1. Fleet Intelligence User Guide (EA)#

Fleet Intelligence is designed to provide organizations with robust inventory, integrity, and health monitoring capabilities for their NVIDIA GPU fleet. By installing a host-based agent that communicates with NVIDIA’s Fleet Intelligence service, you have access to a near-real-time visualization of all hosts with GPUs enrolled.

1.1. Accessing Fleet Intelligence#

Navigate to the link provided for the Fleet Intelligence dashboard. After you arrive at the dashboard, you will be prompted to log in with NVIDIA GPU Cloud (NGC), as shown below.

Login Box in UI.

After logging in, you will see a list of Accounts/Organizations/Teams you can access. Select the Team your administrator has enabled for Fleet Intelligence, then click “Continue”.
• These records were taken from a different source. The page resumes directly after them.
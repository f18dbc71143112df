use axum::routing::get;
use axum::Router;

use crate::handlers::diff;
use crate::state::AppState;

/// Routes mounted at `/diff`.
pub fn router() -> Router<AppState> {
    Router::new().route("/", get(diff::get_diff))
}
/// Resolve a pointer against a document without failing.
pub fn lookup<'a>(doc: &'a Value, pointer: &str) -> Option<&'a Value> {
    parse_pointer(pointer).ok().and_then(|t| resolve(doc, &t))
}

// ---------------------------------------------------------------------------
// Primitive edits
// ---------------------------------------------------------------------------

fn parent_of<'a>(
    doc: &'a mut Value,
    tokens: &[String],
) -> Result<(&'a mut Value, String), String> {
    let (last, parents) = tokens
        .split_last()
        .ok_or_else(|| "operation cannot target the document root".to_string())?;
    let parent = resolve_mut(doc, parents)
        .ok_or_else(|| format!("parent of '/{}' does not exist", tokens.join("/")))?;
    Ok((parent, last.clone()))
}

fn add_at(doc: &mut Value, tokens: &[String], value: Value) -> Result<(), String> {
    if tokens.is_empty() {
        *doc = value;
        return Ok(());
    }
    let (parent, key) = parent_of(doc, tokens)?;
    match parent {
        Value::Object(map) => {
            map.insert(key, value);
            Ok(())
        }
        Value::Array(items) => {
            if key == "-" {
                items.push(value);
                return Ok(());
            }
            match parse_index(&key) {
                Some(i) if i <= items.len() => {
                    items.insert(i, value);
                    Ok(())
                }
                _ => Err(format!(
                    "array index '{key}' out of bounds (length {})",
                    items.len()
                )),
            }
        }
        _ => Err(format!("cannot add '{key}' to a scalar")),
    }
}

fn remove_at(doc: &mut Value, tokens: &[String]) -> Result<Value, String> {
    let (parent, key) = parent_of(doc, tokens)?;
    match parent {
        Value::Object(map) => map
            .remove(&key)
            .ok_or_else(|| format!("key '{key}' does not exist")),
        Value::Array(items) => match parse_index(&key) {
            Some(i) if i < items.len() => Ok(items.remove(i)),
            _ => Err(format!(
                "array index '{key}' out of bounds (length {})",
                items.len()
            )),
        },
        _ => Err(format!("cannot remove '{key}' from a scalar")),
    }
}

fn replace_at(doc: &mut Value, tokens: &[String], value: Value) -> Result<Value, String> {
    let target = resolve_mut(doc, tokens)
        .ok_or_else(|| format!("path '/{}' does not exist", tokens.join("/")))?;
    Ok(std::mem::replace(target, value))
}

fn get_at<'a>(doc: &'a Value, tokens: &[String]) -> Result<&'a Value, String> {
    resolve(doc, tokens).ok_or_else(|| format!("path '/{}' does not exist", tokens.join("/")))
}

/// Apply a single op in place. On error the document may only have been
/// changed by a `move` whose insertion failed, in which case the moved value
/// is put back where it came from.
fn apply_op(doc: &mut Value, op: &PatchOp) -> Result<(), String> {
    match op {
        PatchOp::Add { path, value } => add_at(doc, &parse_pointer(path)?, value.clone()),
        PatchOp::Remove { path, .. } => remove_at(doc, &parse_pointer(path)?).map(|_| ()),
        PatchOp::Replace { path, value } => {
            replace_at(doc, &parse_pointer(path)?, value.clone()).map(|_| ())
        }
        PatchOp::Move { from, path } => {
            if from == path {
                return Ok(());
            }
            if path.starts_with(&format!("{from}/")) {
                return Err(format!("cannot move '{from}' into its own child '{path}'"));
            }
            let from_tokens = parse_pointer(from)?;
            let to_tokens = parse_pointer(path)?;
            let moved = remove_at(doc, &from_tokens)?;
            if let Err(reason) = add_at(doc, &to_tokens, moved.clone()) {
                let _ = add_at(doc, &from_tokens, moved);
                return Err(reason);
            }
            Ok(())
        }
        PatchOp::Copy { from, path } => {
            let copied = get_at(doc, &parse_pointer(from)?)?.clone();
            add_at(doc, &parse_pointer(path)?, copied)
        }
        PatchOp::Test { path, value } => {
            let actual = get_at(doc, &parse_pointer(path)?)?;
            if actual == value {
                Ok(())
            } else {
                Err(format!("test at '{path}' failed: value differs"))
            }
        }
    }
}

/// Apply `patch` to a copy of `doc`.
///
/// With `validate`, the first op that does not apply cleanly (unresolvable
/// path, out-of-range index, failed `test`) aborts with
/// [`CoreError::PatchApplication`]. Without it, faulty ops are skipped.
pub fn apply(doc: &Value, patch: &[PatchOp], validate: bool) -> Result<Value, CoreError> {
    let mut out = doc.clone();
    for (index, op) in patch.iter().enumerate() {
        if let Err(reason) = apply_op(&mut out, op) {
            if validate {
                return Err(CoreError::PatchApplication { index, reason });
            }
            tracing::trace!(index, %reason, "Skipping patch operation");
        }
    }
    Ok(out)
}

// ---------------------------------------------------------------------------
// Diff
// ---------------------------------------------------------------------------

/// Compute the patch turning `base` into `target`.
///
/// Deterministic for a given ordered pair of documents; equal documents yield
/// an empty patch.
pub fn diff(base: &Value, target: &Value) -> Patch {
    let mut ops = Vec::new();
    diff_values(base, target, "", &mut ops);
    ops
}

fn diff_values(old: &Value, new: &Value, path: &str, ops: &mut Patch) {
    if old == new {
        return;
    }
    match (old, new) {
        (Value::Object(a), Value::Object(b)) => diff_objects(a, b, path, ops),
        (Value::Array(a), Value::Array(b)) => diff_arrays(a, b, path, ops),
        _ => {
            ops.push(PatchOp::Test {
                path: path.to_string(),
                value: old.clone(),
            });
            ops.push(PatchOp::Replace {
                path: path.to_string(),
                value: new.clone(),
            });
        }
    }
}

fn diff_objects(a: &Map<String, Value>, b: &Map<String, Value>, path: &str, ops: &mut Patch) {
    for (key, old) in a {
        if !b.contains_key(key) {
            ops.push(PatchOp::Remove {
                path: child_path(path, key),
                value: Some(old.clone()),
            });
        }
    }
    for (key, new) in b {
        match a.get(key) {
            Some(old) => diff_values(old, new, &child_path(path, key), ops),
            None => ops.push(PatchOp::Add {
                path: child_path(path, key),
                value: new.clone(),
            }),
        }
    }
}

/// Where an element of the target array comes from.
#[derive(Debug, Clone, Copy)]
enum Source {
    /// An unchanged old element (LCS anchor or relocated duplicate).
    Kept(usize),
    /// An old element edited in place.
    Paired(usize),
    Inserted,
}

fn diff_arrays(a: &[Value], b: &[Value], path: &str, ops: &mut Patch) {
    let a_keys: Vec<String> = a.iter().map(Value::to_string).collect();
    let b_keys: Vec<String> = b.iter().map(Value::to_string).collect();
    let anchors = lcs_matches(&a_keys, &b_keys);

    let mut sources = vec![Source::Inserted; b.len()];
    let mut used_old = vec![false; a.len()];
    for &(i, j) in &anchors {
        sources[j] = Source::Kept(i);
        used_old[i] = true;
    }

    // Elements that only changed position.
    let mut unused_by_key: HashMap<&str, VecDeque<usize>> = HashMap::new();
    for i in (0..a.len()).filter(|&i| !used_old[i]) {
        unused_by_key.entry(a_keys[i].as_str()).or_default().push_back(i);
    }
    for j in 0..b.len() {
        if !matches!(sources[j], Source::Inserted) {
            continue;
        }
        if let Some(i) = unused_by_key
            .get_mut(b_keys[j].as_str())
            .and_then(VecDeque::pop_front)
        {
            sources[j] = Source::Kept(i);
            used_old[i] = true;
        }
    }

    // Within each gap between anchors, pair leftovers of the same kind so an
    // edited element becomes a nested diff instead of remove + add.
    let mut bounds: Vec<(usize, usize)> = anchors.clone();
    bounds.push((a.len(), b.len()));
    let (mut old_start, mut new_start) = (0, 0);
    for (old_end, new_end) in bounds {
        let olds: Vec<usize> = (old_start..old_end).filter(|&i| !used_old[i]).collect();
        let news: Vec<usize> = (new_start..new_end)
            .filter(|&j| matches!(sources[j], Source::Inserted))
            .collect();
        for (i, j) in olds.into_iter().zip(news) {
            if same_kind(&a[i], &b[j]) {
                sources[j] = Source::Paired(i);
                used_old[i] = true;
            }
        }
        old_start = old_end + 1;
        new_start = new_end + 1;
    }

    // Replay against a simulated working array so every emitted index is
    // valid at the moment its op is applied.
    for i in (0..a.len()).rev() {
        if !used_old[i] {
            ops.push(PatchOp::Remove {
                path: index_path(path, i),
                value: Some(a[i].clone()),
            });
        }
    }
    let mut working: Vec<Option<usize>> =
        (0..a.len()).filter(|&i| used_old[i]).map(Some).collect();

    for (j, source) in sources.iter().enumerate() {
        match *source {
            Source::Kept(i) | Source::Paired(i) => {
                let position = if working.get(j) == Some(&Some(i)) {
                    j
                } else {
                    working.iter().position(|&w| w == Some(i)).unwrap_or(j)
                };
                if position != j {
                    let element = working.remove(position);
                    working.insert(j, element);
                    ops.push(PatchOp::Move {
                        from: index_path(path, position),
                        path: index_path(path, j),
                    });
                }
                if let Source::Paired(i) = *source {
                    diff_values(&a[i], &b[j], &index_path(path, j), ops);
                }
            }
            Source::Inserted => {
                working.insert(j, None);
                ops.push(PatchOp::Add {
                    path: index_path(path, j),
                    value: b[j].clone(),
                });
            }
        }
    }
}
Team selection in Login UI.

You may land on the NGC Catalog after logging in (see the label in the upper-left corner). If so, click NGC Catalog and select Fleet Intelligence.

Selecting Fleet Intelligence from NGC Catalog.

At this point you will be at the initial screen of the Fleet Intelligence dashboard as shown below. The next section will provide you with a tour of the dashboard and how to customize the dashboard, adding and grouping hosts, inspecting machine details, assessing events and generating reports.

1.2. The Dashboard#

The dashboard as shown in the following figure is the central panel for Fleet Intelligence. The core features of the dashboard header include, from left to right:

  1. NVIDIA GPU Cloud tool (upper-left) — “Fleet Intelligence”.

  2. Fleet Intelligence tabs — Dashboard, Inventory, Debugging, Reports.

  3. Backend indicator — shows which backend is active for Fleet Intelligence.

  4. Alerts — opens active alerts for your GPU fleet.

  5. Help (?) — opens NVIDIA GPU Cloud help.

  6. NVIDIA GPU Cloud menu.

Dashboard overview.

The main panel provides an inventory overview, alert summary, and a time-based overview of the usage and utilization of your entire GPU fleet. The main panel view can easily be switched to GPU power, speed, and memory usage by clicking the “Other” button in the “Resource Status” section.

Selecting the “View all” buttons in the Compute Zones, Node Groups or Total Machines panels will take you to the respective pages within the Inventory tab. Please see the ‘Inventory’ section of this manual for details.

The Total Alerts panel “View all” button and the “Alerts” button in the header will take you to a quick summary of all ‘active’ alerts in your GPU fleet. Shown below, you can see alerts are grouped by nodes in this view and can be expanded to show the type of alert for each host.

Alerts overview.

1.3. Inventory#

Under the “Inventory” tab, you will see 3 views and an “Add New” button. We will start by adding a node.

Install wizard panel 1.

The wizard will walk you through the steps to download the .deb or .rpm package from the Fleet Intelligence Agent GitHub page.

Add new overview.

After you download the agent, the commands to install the agent will be presented for a number of operating systems (for example, Ubuntu and Red Hat derivatives), including adding the CUDA repository to your system for the DCGM installation if needed (if the NVIDIA Data Center GPU Manager (DCGM) repository is added, the Fleet Intelligence agent installation will include it as a dependency).

Install wizard panel 2.

In step 3, create a new Fleet Intelligence service key, or reuse an existing, unexpired key. If generating a new key, choose the validity period and click Next. The key will be displayed for you to copy.

Install wizard panel 3.

The final screen will provide the commands to run in order to enroll the agent with the service.

Install wizard panel 4.

Note

Service keys are shown only once. Copy and store them securely before exiting the wizard.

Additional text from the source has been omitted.